• Exercise aim:
From the entries below, return only the lines starting at the one that contains "pub fn is_looping(&self)" and ending at the one that contains "(span.start - self.start)", exactly as they stand.

--- Extracted data ---

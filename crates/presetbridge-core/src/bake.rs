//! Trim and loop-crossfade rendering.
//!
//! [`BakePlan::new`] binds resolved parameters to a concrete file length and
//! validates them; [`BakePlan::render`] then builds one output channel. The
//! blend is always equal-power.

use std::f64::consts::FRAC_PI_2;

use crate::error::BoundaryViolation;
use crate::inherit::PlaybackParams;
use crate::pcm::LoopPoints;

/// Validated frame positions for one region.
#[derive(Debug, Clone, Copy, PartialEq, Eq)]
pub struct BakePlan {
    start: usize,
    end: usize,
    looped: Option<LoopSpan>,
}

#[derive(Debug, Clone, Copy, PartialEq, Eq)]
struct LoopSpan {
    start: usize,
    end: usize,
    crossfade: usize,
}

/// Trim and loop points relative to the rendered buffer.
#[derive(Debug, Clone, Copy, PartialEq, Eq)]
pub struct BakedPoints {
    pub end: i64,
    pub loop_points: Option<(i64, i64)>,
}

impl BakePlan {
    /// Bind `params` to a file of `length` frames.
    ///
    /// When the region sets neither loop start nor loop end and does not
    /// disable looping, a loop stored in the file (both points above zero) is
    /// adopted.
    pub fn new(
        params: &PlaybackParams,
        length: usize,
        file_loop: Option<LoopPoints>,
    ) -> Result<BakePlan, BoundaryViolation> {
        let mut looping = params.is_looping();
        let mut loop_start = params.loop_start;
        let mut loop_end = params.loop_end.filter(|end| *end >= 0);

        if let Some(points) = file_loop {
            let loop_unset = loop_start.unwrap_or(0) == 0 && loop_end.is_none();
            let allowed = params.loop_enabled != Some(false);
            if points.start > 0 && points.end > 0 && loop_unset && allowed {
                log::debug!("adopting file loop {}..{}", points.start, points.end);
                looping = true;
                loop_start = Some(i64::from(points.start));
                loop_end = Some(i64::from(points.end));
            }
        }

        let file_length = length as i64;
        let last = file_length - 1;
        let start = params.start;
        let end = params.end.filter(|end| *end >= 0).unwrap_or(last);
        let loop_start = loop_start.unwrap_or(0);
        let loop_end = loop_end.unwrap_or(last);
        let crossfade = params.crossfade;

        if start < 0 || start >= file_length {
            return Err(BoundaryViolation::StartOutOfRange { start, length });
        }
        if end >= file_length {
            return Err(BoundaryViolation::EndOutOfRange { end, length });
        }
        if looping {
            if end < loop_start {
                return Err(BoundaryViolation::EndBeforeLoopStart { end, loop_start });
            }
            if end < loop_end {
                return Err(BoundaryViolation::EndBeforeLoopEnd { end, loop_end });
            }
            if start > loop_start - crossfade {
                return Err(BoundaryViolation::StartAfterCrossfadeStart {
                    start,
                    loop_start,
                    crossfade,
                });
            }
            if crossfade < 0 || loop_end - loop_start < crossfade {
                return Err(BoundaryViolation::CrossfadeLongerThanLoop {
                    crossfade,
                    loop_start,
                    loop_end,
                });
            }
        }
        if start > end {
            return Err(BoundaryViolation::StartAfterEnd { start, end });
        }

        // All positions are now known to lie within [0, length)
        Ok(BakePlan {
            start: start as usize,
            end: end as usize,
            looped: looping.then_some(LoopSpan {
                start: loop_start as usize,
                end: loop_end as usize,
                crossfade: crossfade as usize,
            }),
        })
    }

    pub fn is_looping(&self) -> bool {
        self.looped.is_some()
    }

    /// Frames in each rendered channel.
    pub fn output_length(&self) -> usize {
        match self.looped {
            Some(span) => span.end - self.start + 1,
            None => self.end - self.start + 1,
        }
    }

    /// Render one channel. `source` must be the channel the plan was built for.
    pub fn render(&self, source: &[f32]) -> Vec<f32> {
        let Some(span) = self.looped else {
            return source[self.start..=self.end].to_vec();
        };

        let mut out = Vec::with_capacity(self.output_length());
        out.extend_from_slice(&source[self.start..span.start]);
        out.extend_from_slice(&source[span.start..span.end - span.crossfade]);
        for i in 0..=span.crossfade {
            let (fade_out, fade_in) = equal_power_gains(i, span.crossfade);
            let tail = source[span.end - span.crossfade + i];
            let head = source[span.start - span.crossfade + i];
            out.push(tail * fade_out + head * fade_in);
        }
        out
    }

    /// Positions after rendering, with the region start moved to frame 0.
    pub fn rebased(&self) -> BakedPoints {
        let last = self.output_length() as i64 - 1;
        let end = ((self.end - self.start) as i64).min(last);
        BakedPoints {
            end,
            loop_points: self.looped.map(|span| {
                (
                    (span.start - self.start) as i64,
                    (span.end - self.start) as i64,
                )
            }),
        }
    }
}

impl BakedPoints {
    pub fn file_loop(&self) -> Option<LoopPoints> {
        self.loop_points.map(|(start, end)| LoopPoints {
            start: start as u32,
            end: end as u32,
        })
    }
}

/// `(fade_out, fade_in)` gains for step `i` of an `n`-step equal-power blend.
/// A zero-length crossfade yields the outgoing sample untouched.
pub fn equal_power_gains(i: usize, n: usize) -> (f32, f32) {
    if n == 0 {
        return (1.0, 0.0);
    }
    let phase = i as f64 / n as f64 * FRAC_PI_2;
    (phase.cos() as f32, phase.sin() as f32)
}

---

• Finished task:
    pub fn is_looping(&self) -> bool {
        self.looped.is_some()
    }

    /// Frames in each rendered channel.
    pub fn output_length(&self) -> usize {
        match self.looped {
            Some(span) => span.end - self.start + 1,
            None => self.end - self.start + 1,
        }
    }

    /// Render one channel. `source` must be the channel the plan was built for.
    pub fn render(&self, source: &[f32]) -> Vec<f32> {
        let Some(span) = self.looped else {
            return source[self.start..=self.end].to_vec();
        };

        let mut out = Vec::with_capacity(self.output_length());
        out.extend_from_slice(&source[self.start..span.start]);
        out.extend_from_slice(&source[span.start..span.end - span.crossfade]);
        for i in 0..=span.crossfade {
            let (fade_out, fade_in) = equal_power_gains(i, span.crossfade);
            let tail = source[span.end - span.crossfade + i];
            let head = source[span.start - span.crossfade + i];
            out.push(tail * fade_out + head * fade_in);
        }
        out
    }

    /// Positions after rendering, with the region start moved to frame 0.
    pub fn rebased(&self) -> BakedPoints {
        let last = self.output_length() as i64 - 1;
        let end = ((self.end - self.start) as i64).min(last);
        BakedPoints {
            end,
            loop_points: self.looped.map(|span| {
                (
                    (span.start - self.start) as i64,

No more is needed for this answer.